- Stored data entries -
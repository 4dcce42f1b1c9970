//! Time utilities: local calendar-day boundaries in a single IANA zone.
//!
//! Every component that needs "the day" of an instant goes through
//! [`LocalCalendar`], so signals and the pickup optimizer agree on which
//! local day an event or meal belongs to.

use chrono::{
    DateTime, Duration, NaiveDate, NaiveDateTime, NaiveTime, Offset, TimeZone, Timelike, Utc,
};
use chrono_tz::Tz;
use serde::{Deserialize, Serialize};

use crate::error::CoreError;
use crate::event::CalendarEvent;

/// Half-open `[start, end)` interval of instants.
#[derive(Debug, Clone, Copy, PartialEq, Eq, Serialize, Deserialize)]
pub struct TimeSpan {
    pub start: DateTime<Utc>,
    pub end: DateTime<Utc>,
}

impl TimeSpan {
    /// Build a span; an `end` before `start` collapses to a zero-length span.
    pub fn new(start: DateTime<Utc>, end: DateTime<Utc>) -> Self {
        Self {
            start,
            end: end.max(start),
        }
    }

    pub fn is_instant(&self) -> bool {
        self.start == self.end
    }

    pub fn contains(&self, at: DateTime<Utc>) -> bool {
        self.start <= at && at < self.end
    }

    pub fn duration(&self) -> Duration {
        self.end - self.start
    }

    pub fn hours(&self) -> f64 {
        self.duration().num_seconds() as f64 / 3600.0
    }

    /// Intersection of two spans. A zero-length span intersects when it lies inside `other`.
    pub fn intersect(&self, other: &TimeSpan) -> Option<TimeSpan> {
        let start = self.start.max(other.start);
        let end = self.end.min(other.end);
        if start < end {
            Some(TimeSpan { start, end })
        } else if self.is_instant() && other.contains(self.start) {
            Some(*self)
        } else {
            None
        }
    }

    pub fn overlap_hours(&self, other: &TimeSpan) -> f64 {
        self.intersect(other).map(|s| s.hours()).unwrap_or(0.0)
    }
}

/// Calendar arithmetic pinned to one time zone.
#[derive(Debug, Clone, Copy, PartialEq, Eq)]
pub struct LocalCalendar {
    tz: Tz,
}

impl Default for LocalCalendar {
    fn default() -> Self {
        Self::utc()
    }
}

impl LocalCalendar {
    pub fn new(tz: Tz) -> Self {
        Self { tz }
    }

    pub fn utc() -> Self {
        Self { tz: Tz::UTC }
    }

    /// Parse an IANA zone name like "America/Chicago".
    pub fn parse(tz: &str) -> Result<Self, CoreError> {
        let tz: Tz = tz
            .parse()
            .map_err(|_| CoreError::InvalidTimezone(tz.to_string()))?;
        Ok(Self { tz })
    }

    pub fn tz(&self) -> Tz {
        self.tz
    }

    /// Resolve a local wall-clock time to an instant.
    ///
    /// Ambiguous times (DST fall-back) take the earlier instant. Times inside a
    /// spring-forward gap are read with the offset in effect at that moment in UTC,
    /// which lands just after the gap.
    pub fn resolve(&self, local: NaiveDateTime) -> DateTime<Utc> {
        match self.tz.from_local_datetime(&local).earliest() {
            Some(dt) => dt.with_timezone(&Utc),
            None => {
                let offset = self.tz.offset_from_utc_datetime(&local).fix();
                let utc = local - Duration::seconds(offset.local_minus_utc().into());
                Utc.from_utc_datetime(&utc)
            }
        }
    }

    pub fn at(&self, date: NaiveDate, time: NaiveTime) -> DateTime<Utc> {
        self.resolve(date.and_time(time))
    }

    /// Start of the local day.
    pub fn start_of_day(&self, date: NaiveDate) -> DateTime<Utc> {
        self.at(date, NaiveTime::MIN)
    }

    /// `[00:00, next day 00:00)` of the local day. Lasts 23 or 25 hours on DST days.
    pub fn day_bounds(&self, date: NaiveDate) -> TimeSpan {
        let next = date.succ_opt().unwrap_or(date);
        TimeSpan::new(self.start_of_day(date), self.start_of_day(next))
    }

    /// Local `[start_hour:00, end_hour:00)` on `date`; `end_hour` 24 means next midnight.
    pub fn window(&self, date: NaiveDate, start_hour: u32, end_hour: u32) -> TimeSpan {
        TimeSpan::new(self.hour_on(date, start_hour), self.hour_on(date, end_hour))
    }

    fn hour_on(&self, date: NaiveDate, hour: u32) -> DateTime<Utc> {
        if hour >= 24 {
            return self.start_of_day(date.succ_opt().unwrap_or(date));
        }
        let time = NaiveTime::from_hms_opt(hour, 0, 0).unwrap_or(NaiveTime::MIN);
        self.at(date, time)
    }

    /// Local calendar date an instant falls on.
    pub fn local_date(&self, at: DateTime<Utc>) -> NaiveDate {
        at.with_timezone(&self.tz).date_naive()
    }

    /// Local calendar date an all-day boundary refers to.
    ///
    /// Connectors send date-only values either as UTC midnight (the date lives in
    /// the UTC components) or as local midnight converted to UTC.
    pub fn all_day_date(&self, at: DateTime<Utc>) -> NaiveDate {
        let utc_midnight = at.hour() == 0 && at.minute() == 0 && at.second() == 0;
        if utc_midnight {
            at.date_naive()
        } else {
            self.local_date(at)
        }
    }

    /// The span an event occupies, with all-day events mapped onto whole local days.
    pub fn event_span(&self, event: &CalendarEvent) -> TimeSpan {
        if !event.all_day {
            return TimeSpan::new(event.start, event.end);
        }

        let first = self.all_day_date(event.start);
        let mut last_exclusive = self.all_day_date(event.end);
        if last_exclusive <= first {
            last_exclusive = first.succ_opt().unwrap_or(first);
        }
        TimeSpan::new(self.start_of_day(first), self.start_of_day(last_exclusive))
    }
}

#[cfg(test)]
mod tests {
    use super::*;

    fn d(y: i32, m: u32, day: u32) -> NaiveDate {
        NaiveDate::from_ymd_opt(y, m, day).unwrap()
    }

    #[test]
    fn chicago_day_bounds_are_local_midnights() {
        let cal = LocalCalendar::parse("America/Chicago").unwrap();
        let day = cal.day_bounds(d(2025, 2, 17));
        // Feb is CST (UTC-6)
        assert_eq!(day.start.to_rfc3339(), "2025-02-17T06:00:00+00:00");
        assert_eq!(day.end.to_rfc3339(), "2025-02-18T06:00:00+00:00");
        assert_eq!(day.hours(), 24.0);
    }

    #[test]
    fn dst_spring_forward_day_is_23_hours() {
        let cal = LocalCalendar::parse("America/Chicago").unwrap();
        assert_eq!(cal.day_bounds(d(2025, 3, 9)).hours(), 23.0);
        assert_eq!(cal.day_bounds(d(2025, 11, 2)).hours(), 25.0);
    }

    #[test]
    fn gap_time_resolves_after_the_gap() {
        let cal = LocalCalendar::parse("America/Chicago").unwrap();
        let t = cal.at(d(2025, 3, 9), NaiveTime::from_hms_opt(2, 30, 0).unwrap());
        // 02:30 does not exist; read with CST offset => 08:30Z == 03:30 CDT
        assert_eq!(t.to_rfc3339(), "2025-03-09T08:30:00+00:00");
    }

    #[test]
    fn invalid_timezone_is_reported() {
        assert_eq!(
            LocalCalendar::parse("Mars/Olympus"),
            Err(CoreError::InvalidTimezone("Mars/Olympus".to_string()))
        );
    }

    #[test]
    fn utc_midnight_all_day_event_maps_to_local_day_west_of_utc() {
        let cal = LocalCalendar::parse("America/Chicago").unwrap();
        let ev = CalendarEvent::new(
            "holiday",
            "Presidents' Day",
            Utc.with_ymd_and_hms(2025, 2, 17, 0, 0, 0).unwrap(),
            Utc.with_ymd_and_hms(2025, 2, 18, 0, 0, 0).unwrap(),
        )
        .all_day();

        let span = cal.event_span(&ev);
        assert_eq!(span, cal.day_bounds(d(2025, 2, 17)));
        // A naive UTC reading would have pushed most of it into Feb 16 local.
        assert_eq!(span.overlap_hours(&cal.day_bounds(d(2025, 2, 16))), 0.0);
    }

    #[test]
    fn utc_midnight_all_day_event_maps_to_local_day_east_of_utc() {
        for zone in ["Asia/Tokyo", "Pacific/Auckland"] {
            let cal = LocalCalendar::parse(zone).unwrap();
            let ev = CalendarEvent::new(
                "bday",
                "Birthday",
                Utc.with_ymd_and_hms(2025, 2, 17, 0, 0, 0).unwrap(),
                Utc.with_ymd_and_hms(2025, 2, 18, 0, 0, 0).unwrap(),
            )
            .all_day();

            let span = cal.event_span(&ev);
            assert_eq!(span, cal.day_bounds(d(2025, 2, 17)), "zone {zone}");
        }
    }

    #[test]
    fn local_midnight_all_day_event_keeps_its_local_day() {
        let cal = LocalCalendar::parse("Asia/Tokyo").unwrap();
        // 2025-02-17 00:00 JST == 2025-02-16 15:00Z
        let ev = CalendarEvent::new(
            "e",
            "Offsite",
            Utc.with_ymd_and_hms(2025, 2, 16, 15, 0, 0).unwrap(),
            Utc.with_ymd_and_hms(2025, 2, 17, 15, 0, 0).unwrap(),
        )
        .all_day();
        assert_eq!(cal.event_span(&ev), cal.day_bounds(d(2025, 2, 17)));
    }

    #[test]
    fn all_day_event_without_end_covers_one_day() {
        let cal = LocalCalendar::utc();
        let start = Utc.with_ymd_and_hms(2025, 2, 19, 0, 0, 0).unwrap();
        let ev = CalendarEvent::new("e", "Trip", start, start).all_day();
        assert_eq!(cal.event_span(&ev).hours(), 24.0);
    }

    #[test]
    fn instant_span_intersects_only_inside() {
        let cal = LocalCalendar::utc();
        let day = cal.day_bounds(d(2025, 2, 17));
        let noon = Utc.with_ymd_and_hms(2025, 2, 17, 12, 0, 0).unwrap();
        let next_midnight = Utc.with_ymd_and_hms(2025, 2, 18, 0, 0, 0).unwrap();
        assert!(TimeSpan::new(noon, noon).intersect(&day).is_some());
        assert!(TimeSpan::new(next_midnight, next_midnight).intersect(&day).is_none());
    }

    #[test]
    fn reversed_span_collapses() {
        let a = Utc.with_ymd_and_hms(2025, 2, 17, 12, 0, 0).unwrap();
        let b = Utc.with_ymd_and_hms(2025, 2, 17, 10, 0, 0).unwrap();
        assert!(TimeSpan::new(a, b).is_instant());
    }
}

- Task to complete -
The answer must be a verbatim transcription of the entries above, from the first line through the line that contains "pub fn hours(&self)", and nothing more.

- Response to the task -
repository 4dcce42f1b1c9970
//! Time utilities: local calendar-day boundaries in a single IANA zone.
//!
//! Every component that needs "the day" of an instant goes through
//! [`LocalCalendar`], so signals and the pickup optimizer agree on which
//! local day an event or meal belongs to.

use chrono::{
    DateTime, Duration, NaiveDate, NaiveDateTime, NaiveTime, Offset, TimeZone, Timelike, Utc,
};
use chrono_tz::Tz;
use serde::{Deserialize, Serialize};

use crate::error::CoreError;
use crate::event::CalendarEvent;

/// Half-open `[start, end)` interval of instants.
#[derive(Debug, Clone, Copy, PartialEq, Eq, Serialize, Deserialize)]
pub struct TimeSpan {
    pub start: DateTime<Utc>,
    pub end: DateTime<Utc>,
}

impl TimeSpan {
    /// Build a span; an `end` before `start` collapses to a zero-length span.
    pub fn new(start: DateTime<Utc>, end: DateTime<Utc>) -> Self {
        Self {
            start,
            end: end.max(start),
        }
    }

    pub fn is_instant(&self) -> bool {
        self.start == self.end
    }

    pub fn contains(&self, at: DateTime<Utc>) -> bool {
        self.start <= at && at < self.end
    }

    pub fn duration(&self) -> Duration {
        self.end - self.start
    }

    pub fn hours(&self) -> f64 {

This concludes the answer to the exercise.